A new multi-genomic approach for the study of biogeochemical cycles at global scale: the molecular reconstruction of the sulfur cycle

Despite the great advances in microbial ecology and the explosion of high throughput sequencing, our ability to understand and integrate the global biogeochemical cycles is still limited. Here we propose a novel approach to summarize the complexity of the Sulfur cycle based on the minimum ecosystem concept, the microbial mat model and the relative entropy of protein domains involved in S-metabolism. This methodology produces a single value, called the Sulfur Score (SS), which informs about the specific S-related molecular machinery.
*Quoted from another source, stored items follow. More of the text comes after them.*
//! Runtime SDK for long-lived task-processing agents.
//!
//! Depend on this crate via `cargo add agent-runtime`. It bundles the member
//! crates behind feature flags so downstream users can enable only the
//! components their agents need.

#![warn(missing_docs, clippy::pedantic)]

/// Re-export shared primitives for convenience.
pub use agent_primitives as primitives;

/// Lifecycle state machine and execution runtime (enabled by `kernel` feature).
#[cfg(feature = "kernel")]
pub use agent_kernel as kernel;

/// Execution history (enabled by `memory` feature).
#[cfg(feature = "memory")]
pub use agent_memory as memory;

/// Metrics and tracing bootstrap (enabled by `telemetry` feature).
#[cfg(feature = "telemetry")]
pub use agent_telemetry as telemetry;

/// Configuration management (enabled by `config` feature).
#[cfg(feature = "config")]
pub use agent_config as config;

/// Types most agents need, in one import.
#[cfg(feature = "kernel")]
pub mod prelude {
    pub use agent_config::AgentConfig;
    pub use agent_kernel::{
        AgentError, AgentResult, AgentRuntime, AgentState, ChatRuntime, TaskContext,
        TaskHandle, TaskHandler,
    };
    pub use agent_primitives::{AgentIdentity, BasicTask, TaskPriority, TaskSize, WorkItem};
    pub use agent_telemetry::{ConversationMetrics, OutcomeMetrics, TaskMetrics};
}
//! Structured tracing helpers.

use thiserror::Error;
use tracing_subscriber::EnvFilter;

/// Errors raised while installing the tracing subscriber.
#[derive(Debug, Error)]
pub enum TelemetryError {
    /// The fallback filter directive could not be parsed.
    #[error("invalid log filter `{directive}`: {reason}")]
    InvalidFilter {
        /// Directive that failed to parse.
        directive: String,
        /// Parser message.
        reason: String,
    },
    /// A global subscriber was already installed.
    #[error("tracing subscriber already initialised: {0}")]
    AlreadyInitialised(String),
}

/// Installs a `fmt` subscriber filtered by `RUST_LOG`, or by `default_directive`
/// when the variable is unset or invalid.
///
/// # Errors
///
/// Returns [`TelemetryError::InvalidFilter`] when `default_directive` is needed
/// but malformed, and [`TelemetryError::AlreadyInitialised`] when a global
/// subscriber already exists.
pub fn init_tracing(default_directive: &str) -> Result<(), TelemetryError> {
    let filter = match EnvFilter::try_from_default_env() {
        Ok(filter) => filter,
        Err(_) => EnvFilter::try_new(default_directive).map_err(|err| {
            TelemetryError::InvalidFilter {
                directive: default_directive.to_owned(),
                reason: err.to_string(),
            }
        })?,
    };

    tracing_subscriber::fmt()
        .with_env_filter(filter)
        .with_target(false)
        .try_init()
        .map_err(|err| TelemetryError::AlreadyInitialised(err.to_string()))?;
    tracing::debug!(default_directive, "tracing subscriber installed");
    Ok(())
}

#[cfg(test)]
mod tests {
    use super::*;

    #[test]
    fn second_install_reports_existing_subscriber() {
        let first = init_tracing("debug");
        let second = init_tracing("debug");
        assert!(first.is_ok() || matches!(first, Err(TelemetryError::AlreadyInitialised(_))));
        assert!(matches!(second, Err(TelemetryError::AlreadyInitialised(_))));
    }
}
After curating an inventory of microorganisms, pathways and genes taking part in this cycle, we benchmark the performance of the SS on a collection of 2,107 non-redundant RefSeq genomes, 900 metagenomes from MG-RAST and 35 metagenomes analyzed for the first time. We find that the SS is able to correctly classify microorganisms known to be involved in the S-cycle, yielding an Area Under the ROC Curve of 0.985. Moreover, when sorting environments the top-scoring metagenomes were hydrothermal vents, microbial mats and deep-sea sediments, among others. This methodology can be generalized to the analysis of other biogeochemical cycles or processes. Provided that an inventory of relevant pathways and microorganisms can be compiled, entropy-based scores could be used to detect environmental patterns and informative samples in multi-genomic scale.